▶ _WORK TO BE COMPLETED_
Find the word "ToSchema" in the material below and gather every line that contains it.
==== GIVEN RECORDS
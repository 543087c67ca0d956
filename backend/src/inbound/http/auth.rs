//! Authentication HTTP handlers.
//!
//! ```text
//! POST /api/v1/register
//! POST /api/v1/login
//! POST /api/v1/logout
//! GET  /api/v1/me
//! ```

use actix_web::{HttpResponse, get, post, web};
use serde::{Deserialize, Serialize};
use serde_json::json;
use utoipa::ToSchema;
use zeroize::Zeroizing;

use crate::domain::ports::RegisterUserRequest;
use crate::domain::{CredentialValidationError, Error, LoginCredentials, User};
use crate::inbound::http::ApiResult;
use crate::inbound::http::session::SessionContext;
use crate::inbound::http::state::HttpState;
use crate::inbound::http::validation::{
    empty_field_error, missing_field_error, parse_language, parse_phone, require_non_empty,
};

/// Registration request body.
#[derive(Debug, Deserialize, Serialize, ToSchema)]
#[serde(rename_all = "camelCase")]
pub struct RegisterRequest {
    pub first_name: Option<String>,
    pub last_name: Option<String>,
    pub phone: Option<String>,
    pub password: Option<String>,
    pub language: Option<String>,
}

/// Login request body.
#[derive(Debug, Deserialize, Serialize, ToSchema)]
#[serde(rename_all = "camelCase")]
pub struct LoginRequest {
    pub phone: String,
    pub password: String,
}

/// User payload returned by `/register` and `/me`. Never carries the
/// password hash.
#[derive(Debug, Serialize, ToSchema)]
#[serde(rename_all = "camelCase")]
pub struct UserResponse {
    pub id: String,
    pub first_name: String,
    pub last_name: Option<String>,
    pub phone: String,
    pub language: String,
    pub superadmin: bool,
    pub created_at: String,
}

impl From<User> for UserResponse {
    fn from(user: User) -> Self {
        Self {
            id: user.id().to_string(),
            first_name: user.first_name().to_owned(),
            last_name: user.last_name().map(str::to_owned),
            phone: user.phone().as_ref().to_owned(),
            language: user.language().to_string(),
            superadmin: user.is_superadmin(),
            created_at: user.created_at().to_rfc3339(),
        }
    }
}

fn parse_register_request(payload: RegisterRequest) -> Result<RegisterUserRequest, Error> {
    let first_name = payload
        .first_name
        .ok_or_else(|| missing_field_error("firstName"))?;
    let first_name = require_non_empty(&first_name, "firstName")?;
    let last_name = payload
        .last_name
        .map(|name| name.trim().to_owned())
        .filter(|name| !name.is_empty());
    let phone = payload.phone.ok_or_else(|| missing_field_error("phone"))?;
    let phone = parse_phone(&phone)?;
    let password = payload
        .password
        .ok_or_else(|| missing_field_error("password"))?;
    if password.is_empty() {
        return Err(empty_field_error("password"));
    }
    let language = parse_language(payload.language)?;

    Ok(RegisterUserRequest {
        first_name,
        last_name,
        phone,
        password: Zeroizing::new(password),
        language,
    })
}

fn map_credential_error(error: CredentialValidationError) -> Error {
    match error {
        CredentialValidationError::InvalidPhone(inner) => Error::invalid_request(inner.to_string())
            .with_details(json!({ "field": "phone", "code": "invalid_phone" })),
        CredentialValidationError::EmptyPassword => empty_field_error("password"),
    }
}

/// Resolve the authenticated user behind the request's session cookie.
pub(crate) async fn current_user(
    state: &HttpState,
    session: &SessionContext,
) -> Result<User, Error> {
    let session_id = session.require_session_id()?;
    state.authenticator.authenticate(&session_id).await
}

/// Register a new user account.
#[utoipa::path(
    post,
    path = "/api/v1/register",
    request_body = RegisterRequest,
    responses(
        (status = 201, description = "Account created", body = UserResponse),
        (status = 400, description = "Invalid request", body = Error),
        (status = 409, description = "Phone already registered", body = Error)
    ),
    tags = ["auth"],
    operation_id = "register",
    security([])
)]
#[post("/register")]
pub async fn register(
    state: web::Data<HttpState>,
    payload: web::Json<RegisterRequest>,
) -> ApiResult<HttpResponse> {
    let request = parse_register_request(payload.into_inner())?;
    let user = state.register.register(request).await?;
    Ok(HttpResponse::Created().json(UserResponse::from(user)))
}

/// Authenticate and establish a session.
///
/// Unknown phone numbers and wrong passwords produce the same error body so
/// account existence cannot be probed.
#[utoipa::path(
    post,
    path = "/api/v1/login",
    request_body = LoginRequest,
    responses(
        (status = 200, description = "Login success", headers(("Set-Cookie" = String, description = "Session cookie"))),
        (status = 400, description = "Invalid request", body = Error),
        (status = 401, description = "Invalid credentials", body = Error)
    ),
    tags = ["auth"],
    operation_id = "login",
    security([])
)]
#[post("/login")]
pub async fn login(
    state: web::Data<HttpState>,
    session: SessionContext,
    payload: web::Json<LoginRequest>,
) -> ApiResult<HttpResponse> {
    let body = payload.into_inner();
    let credentials = LoginCredentials::try_from_parts(&body.phone, &body.password)
        .map_err(map_credential_error)?;
    let issued = state.login.login(&credentials).await?;
    session.persist(issued.id())?;
    Ok(HttpResponse::Ok().finish())
}

/// Revoke the current session.
#[utoipa::path(
    post,
    path = "/api/v1/logout",
    responses(
        (status = 200, description = "Session revoked"),
        (status = 401, description = "No active session", body = Error)
    ),
    tags = ["auth"],
    operation_id = "logout"
)]
#[post("/logout")]
pub async fn logout(
    state: web::Data<HttpState>,
    session: SessionContext,
) -> ApiResult<HttpResponse> {
    let session_id = session.require_session_id()?;
    state.logout.logout(&session_id).await?;
    session.clear();
    Ok(HttpResponse::Ok().finish())
}

/// Fetch the authenticated user's profile.
#[utoipa::path(
    get,
    path = "/api/v1/me",
    responses(
        (status = 200, description = "Current user", body = UserResponse),
        (status = 401, description = "Unauthorised", body = Error)
    ),
    tags = ["auth"],
    operation_id = "me"
)]
#[get("/me")]
pub async fn me(
    state: web::Data<HttpState>,
    session: SessionContext,
) -> ApiResult<web::Json<UserResponse>> {
    let user = current_user(&state, &session).await?;
    Ok(web::Json(UserResponse::from(user)))
}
========
▶ _RESPONSE BELOW_
use utoipa::ToSchema;
#[derive(Debug, Deserialize, Serialize, ToSchema)]
#[derive(Debug, Deserialize, Serialize, ToSchema)]
#[derive(Debug, Serialize, ToSchema)]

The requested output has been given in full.